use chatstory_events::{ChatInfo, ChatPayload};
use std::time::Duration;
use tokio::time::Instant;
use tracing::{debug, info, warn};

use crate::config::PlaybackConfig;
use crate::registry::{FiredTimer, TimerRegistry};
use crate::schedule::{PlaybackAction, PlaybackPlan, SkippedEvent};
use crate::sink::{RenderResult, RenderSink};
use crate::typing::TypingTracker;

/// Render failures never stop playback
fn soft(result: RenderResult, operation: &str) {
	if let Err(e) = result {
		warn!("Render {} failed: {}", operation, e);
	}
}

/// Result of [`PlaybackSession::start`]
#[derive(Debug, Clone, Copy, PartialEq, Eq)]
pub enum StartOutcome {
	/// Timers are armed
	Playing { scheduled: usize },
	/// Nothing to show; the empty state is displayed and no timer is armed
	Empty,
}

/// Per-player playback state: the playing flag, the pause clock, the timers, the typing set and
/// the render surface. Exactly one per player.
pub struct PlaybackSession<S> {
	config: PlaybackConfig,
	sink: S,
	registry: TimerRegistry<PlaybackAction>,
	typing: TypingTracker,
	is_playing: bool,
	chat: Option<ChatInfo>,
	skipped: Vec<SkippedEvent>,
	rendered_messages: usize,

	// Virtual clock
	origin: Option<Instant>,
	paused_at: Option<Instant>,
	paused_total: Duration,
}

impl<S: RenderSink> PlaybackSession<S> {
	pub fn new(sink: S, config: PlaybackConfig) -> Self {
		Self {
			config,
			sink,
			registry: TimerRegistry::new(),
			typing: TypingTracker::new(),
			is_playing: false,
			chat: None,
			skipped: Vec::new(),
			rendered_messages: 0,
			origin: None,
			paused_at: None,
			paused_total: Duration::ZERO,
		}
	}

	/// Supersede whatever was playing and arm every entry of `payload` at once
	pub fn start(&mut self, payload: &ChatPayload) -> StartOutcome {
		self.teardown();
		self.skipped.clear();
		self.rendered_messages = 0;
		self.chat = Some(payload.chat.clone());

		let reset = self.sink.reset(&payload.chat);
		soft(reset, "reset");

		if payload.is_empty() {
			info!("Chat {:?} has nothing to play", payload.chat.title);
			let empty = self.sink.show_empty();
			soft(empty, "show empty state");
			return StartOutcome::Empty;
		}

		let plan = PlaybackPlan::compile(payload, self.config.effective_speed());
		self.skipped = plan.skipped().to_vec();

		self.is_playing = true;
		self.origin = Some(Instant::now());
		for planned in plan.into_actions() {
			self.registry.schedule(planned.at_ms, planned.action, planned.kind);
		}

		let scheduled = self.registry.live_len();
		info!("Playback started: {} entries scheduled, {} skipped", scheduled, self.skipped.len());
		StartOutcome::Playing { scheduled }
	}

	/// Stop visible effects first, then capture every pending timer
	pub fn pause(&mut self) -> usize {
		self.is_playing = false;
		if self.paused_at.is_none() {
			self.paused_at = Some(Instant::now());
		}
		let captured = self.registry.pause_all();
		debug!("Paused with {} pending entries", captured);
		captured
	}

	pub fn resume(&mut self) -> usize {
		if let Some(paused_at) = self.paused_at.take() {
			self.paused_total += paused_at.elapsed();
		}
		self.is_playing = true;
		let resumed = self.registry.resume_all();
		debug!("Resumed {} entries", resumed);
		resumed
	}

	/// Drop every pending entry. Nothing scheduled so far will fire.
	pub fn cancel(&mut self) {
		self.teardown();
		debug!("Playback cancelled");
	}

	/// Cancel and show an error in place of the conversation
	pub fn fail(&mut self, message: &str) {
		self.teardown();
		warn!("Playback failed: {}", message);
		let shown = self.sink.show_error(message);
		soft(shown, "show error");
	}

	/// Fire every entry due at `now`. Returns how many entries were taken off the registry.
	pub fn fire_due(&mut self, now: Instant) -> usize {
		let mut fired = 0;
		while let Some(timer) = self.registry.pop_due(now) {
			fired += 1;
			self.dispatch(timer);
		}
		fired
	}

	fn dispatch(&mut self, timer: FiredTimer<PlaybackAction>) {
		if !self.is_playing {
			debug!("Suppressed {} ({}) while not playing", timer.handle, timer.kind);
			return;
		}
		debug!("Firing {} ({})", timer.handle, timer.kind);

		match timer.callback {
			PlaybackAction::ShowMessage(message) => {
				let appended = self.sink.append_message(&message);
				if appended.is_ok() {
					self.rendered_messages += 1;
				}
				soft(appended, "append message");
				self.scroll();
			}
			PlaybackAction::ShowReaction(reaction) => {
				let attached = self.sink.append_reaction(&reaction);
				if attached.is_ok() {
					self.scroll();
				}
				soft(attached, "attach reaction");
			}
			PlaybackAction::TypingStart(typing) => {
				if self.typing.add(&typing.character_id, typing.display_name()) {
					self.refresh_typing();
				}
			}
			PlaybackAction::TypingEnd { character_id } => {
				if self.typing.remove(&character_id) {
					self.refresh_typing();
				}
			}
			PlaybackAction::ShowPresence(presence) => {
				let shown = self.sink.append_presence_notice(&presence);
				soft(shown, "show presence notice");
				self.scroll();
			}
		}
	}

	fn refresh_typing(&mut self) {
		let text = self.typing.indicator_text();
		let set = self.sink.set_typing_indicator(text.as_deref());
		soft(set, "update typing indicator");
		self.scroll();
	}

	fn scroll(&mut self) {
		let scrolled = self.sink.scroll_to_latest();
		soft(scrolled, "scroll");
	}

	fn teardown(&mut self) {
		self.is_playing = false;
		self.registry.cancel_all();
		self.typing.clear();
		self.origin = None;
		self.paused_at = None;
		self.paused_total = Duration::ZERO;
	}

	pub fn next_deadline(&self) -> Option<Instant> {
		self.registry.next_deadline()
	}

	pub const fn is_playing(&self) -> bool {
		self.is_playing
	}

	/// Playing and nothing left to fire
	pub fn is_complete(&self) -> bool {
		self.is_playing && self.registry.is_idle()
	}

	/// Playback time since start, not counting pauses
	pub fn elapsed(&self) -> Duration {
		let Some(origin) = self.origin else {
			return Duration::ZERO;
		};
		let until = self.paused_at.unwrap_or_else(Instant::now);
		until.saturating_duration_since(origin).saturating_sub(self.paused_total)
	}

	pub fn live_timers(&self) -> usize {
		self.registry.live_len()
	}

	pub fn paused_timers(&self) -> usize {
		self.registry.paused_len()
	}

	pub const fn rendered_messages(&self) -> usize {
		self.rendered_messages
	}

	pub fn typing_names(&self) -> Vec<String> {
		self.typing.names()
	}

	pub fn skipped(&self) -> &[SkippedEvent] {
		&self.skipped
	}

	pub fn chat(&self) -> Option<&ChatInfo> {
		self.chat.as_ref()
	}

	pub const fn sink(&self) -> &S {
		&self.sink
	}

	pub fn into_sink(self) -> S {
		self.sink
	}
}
******************************
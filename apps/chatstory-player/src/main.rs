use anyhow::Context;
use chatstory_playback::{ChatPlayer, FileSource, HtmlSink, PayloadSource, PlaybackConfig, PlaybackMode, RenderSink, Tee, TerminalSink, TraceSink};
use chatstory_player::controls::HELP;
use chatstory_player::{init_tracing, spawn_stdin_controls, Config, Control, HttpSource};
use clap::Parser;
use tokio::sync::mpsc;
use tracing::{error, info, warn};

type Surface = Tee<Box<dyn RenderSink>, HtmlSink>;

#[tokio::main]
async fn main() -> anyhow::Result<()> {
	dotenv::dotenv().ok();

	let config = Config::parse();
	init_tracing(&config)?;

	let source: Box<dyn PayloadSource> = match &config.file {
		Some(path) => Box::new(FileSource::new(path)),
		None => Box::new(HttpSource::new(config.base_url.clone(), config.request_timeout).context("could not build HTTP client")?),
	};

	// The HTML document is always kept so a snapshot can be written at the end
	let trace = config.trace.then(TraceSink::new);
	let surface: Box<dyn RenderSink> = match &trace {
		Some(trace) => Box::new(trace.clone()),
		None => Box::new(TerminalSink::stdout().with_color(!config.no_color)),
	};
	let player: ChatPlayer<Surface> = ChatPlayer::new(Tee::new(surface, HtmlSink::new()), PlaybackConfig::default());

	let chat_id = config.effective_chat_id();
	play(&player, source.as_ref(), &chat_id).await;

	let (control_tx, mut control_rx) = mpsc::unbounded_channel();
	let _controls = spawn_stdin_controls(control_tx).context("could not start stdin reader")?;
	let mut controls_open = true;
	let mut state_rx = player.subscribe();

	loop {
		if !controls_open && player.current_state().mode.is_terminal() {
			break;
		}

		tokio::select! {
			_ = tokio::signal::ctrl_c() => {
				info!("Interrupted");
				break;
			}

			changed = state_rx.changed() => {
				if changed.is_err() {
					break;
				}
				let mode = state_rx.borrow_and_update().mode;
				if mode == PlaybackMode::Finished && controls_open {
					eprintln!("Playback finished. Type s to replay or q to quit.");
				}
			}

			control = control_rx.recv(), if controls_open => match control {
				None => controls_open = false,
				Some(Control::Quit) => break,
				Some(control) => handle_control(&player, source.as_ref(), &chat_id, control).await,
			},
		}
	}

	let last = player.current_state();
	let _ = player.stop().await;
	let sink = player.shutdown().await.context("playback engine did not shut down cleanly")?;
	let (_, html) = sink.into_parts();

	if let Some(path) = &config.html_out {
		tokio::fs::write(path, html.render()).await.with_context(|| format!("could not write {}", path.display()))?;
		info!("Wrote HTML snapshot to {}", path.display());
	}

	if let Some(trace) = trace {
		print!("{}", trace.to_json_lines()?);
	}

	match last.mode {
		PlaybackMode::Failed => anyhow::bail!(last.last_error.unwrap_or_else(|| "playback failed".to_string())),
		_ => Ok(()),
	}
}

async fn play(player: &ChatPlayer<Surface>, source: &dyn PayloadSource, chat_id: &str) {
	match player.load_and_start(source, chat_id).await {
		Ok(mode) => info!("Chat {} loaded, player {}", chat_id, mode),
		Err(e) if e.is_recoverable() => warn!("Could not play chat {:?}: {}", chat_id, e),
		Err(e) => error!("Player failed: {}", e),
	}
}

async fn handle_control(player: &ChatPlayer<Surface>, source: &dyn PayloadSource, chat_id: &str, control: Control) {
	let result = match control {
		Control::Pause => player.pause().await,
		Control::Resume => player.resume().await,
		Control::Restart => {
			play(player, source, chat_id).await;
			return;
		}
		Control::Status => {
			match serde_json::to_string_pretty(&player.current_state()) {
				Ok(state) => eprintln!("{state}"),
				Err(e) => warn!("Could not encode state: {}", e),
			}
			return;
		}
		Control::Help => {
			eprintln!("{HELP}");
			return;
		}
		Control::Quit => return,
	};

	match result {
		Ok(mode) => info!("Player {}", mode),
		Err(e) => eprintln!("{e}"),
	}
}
******************************
Which lines of the material contain the string "PlaybackSession"? List each of them.

Solved exercise.
/// Result of [`PlaybackSession::start`]
pub struct PlaybackSession<S> {
impl<S: RenderSink> PlaybackSession<S> {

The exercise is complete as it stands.